Assigned task >> Wherever a line of the records contains "VerifierConfig", copy that line.
(Listed entries)
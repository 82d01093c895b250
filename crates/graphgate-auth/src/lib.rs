//! # graphgate-auth - Token Verification and On-Behalf-Of Exchange
//!
//! The verify/exchange core of a relying-party gateway: accept a bearer token
//! issued by one identity domain, establish that it is genuine and carries the
//! required scopes, and trade it for a token scoped to a downstream resource
//! without the user signing in again.
//!
//! ## Architecture
//!
//! - [`http_client`] - Shared, lazily constructed HTTP client handle with a single-release teardown
//! - [`discovery`] - Identity provider metadata loading (OpenID Connect discovery)
//! - [`scope`] - Typed scopes and short-form to qualified normalization
//! - [`jwt`] - Key set fetching and unverified claim decoding
//! - [`verifier`] - The [`TokenVerifier`] capability and its two strategies
//! - [`exchange`] - Delegated ("on-behalf-of") token exchange
//! - [`error`] - Failure classes of the core
//!
//! ## Flow
//!
//! ```text
//! bearer token ──► TokenVerifier ──► Principal ──┬──► (pass-through) token
//!                   │      │                     └──► OnBehalfOfExchange ──► downstream token
//!                   │      └── ScopeNamespace normalization
//!                   └── IdentityMetadata (issuer, jwks_uri, token_endpoint)
//! ```
//!
//! ## Quick Start
//!
//! ```rust,no_run
//! use std::time::Duration;
//! use graphgate_auth::{
//!     MetadataLoader, ScopeNamespace, ScopeSet, SharedHttpClient, VerificationStrategy,
//!     VerifierConfig,
//! };
//!
//! # async fn example() -> Result<(), Box<dyn std::error::Error>> {
//! let http = SharedHttpClient::new(Duration::from_secs(30));
//! let loader = MetadataLoader::new(http.clone(), graphgate_auth::discovery::DEFAULT_AUTHORITY)?;
//! let metadata = loader.load("contoso.onmicrosoft.com").await?;
//!
//! let config = VerifierConfig {
//!     strategy: VerificationStrategy::Signature,
//!     audience: "11111111-2222-3333-4444-555555555555".to_string(),
//!     issuers: vec![],
//!     required_scopes: ScopeSet::parse("access_as_user"),
//!     scope_namespace: Some(ScopeNamespace::new("api://11111111-2222-3333-4444-555555555555")),
//!     normalize_scopes: true,
//!     allow_unverified_signatures: false,
//!     diagnostics: false,
//! };
//! let verifier = config.build(&metadata, &http)?;
//!
//! if let Some(principal) = verifier.verify("eyJ0eXAi...").await {
//!     println!("verified client {}", principal.client_id());
//! }
//! http.close();
//! # Ok(())
//! # }
//! ```

pub mod discovery;
pub mod error;
pub mod exchange;
pub mod http_client;
pub mod jwt;
pub mod scope;
pub mod verifier;

pub use discovery::{IdentityMetadata, MetadataLoader};
pub use error::{ExchangeFailure, MetadataLoadError, Rejection};
pub use exchange::{ClientCredentials, ExchangeResult, ExchangedToken, OnBehalfOfExchange};
pub use http_client::{HttpClientError, SharedHttpClient};
pub use scope::{Scope, ScopeNamespace, ScopeSet, normalize};
pub use verifier::{
    ClaimPolicy, ClaimsOnlyVerifier, Principal, SignatureVerifier, TokenVerifier,
    VerificationStrategy, VerifierConfig, VerifierConfigError,
};
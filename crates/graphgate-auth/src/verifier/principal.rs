//! Verified caller identity

use std::fmt;

use secrecy::{ExposeSecret, SecretString};

use crate::jwt::ClaimMap;
use crate::scope::ScopeSet;

/// Client id reported when a token names neither `appid` nor `azp`
pub const UNKNOWN_CLIENT: &str = "unknown";

/// The caller established by a successful verification
///
/// Only a verifier can construct one, after every check passed. The scope set
/// already reflects the verifier's normalization setting.
#[derive(Clone)]
pub struct Principal {
    token: SecretString,
    client_id: String,
    subject: Option<String>,
    scopes: ScopeSet,
    expires_at: u64,
    claims: ClaimMap,
}

impl Principal {
    pub(crate) fn new(token: &str, scopes: ScopeSet, expires_at: u64, claims: ClaimMap) -> Self {
        let claim_str = |name: &str| claims.get(name).and_then(|v| v.as_str()).map(str::to_string);

        let client_id = claim_str("appid")
            .or_else(|| claim_str("azp"))
            .unwrap_or_else(|| UNKNOWN_CLIENT.to_string());
        let subject = claim_str("oid").or_else(|| claim_str("sub"));

        Self {
            token: SecretString::new(token.to_string()),
            client_id,
            subject,
            scopes,
            expires_at,
            claims,
        }
    }

    /// The bearer token as presented
    pub fn token(&self) -> &str {
        self.token.expose_secret()
    }

    /// Calling application (`appid`, else `azp`, else `"unknown"`)
    pub fn client_id(&self) -> &str {
        &self.client_id
    }

    /// End user object id (`oid`, else `sub`)
    pub fn subject(&self) -> Option<&str> {
        self.subject.as_deref()
    }

    /// Granted scopes
    pub fn scopes(&self) -> &ScopeSet {
        &self.scopes
    }

    /// Expiry in seconds since the epoch
    pub fn expires_at(&self) -> u64 {
        self.expires_at
    }

    /// Whether the token has expired at `now`
    pub fn is_expired_at(&self, now: u64) -> bool {
        now >= self.expires_at
    }

    /// Every claim of the token
    pub fn claims(&self) -> &ClaimMap {
        &self.claims
    }

    /// A single claim
    pub fn claim(&self, name: &str) -> Option<&serde_json::Value> {
        self.claims.get(name)
    }
}

impl fmt::Debug for Principal {
    fn fmt(&self, f: &mut fmt::Formatter<'_>) -> fmt::Result {
        f.debug_struct("Principal")
            .field("token", &"[REDACTED]")
            .field("client_id", &self.client_id)
            .field("subject", &self.subject)
            .field("scopes", &self.scopes.to_strings())
            .field("expires_at", &self.expires_at)
            .finish_non_exhaustive()
    }
}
(End Listed entries)
Written answer >>
//!     VerifierConfig,
//! let config = VerifierConfig {
    VerificationStrategy, VerifierConfig, VerifierConfigError,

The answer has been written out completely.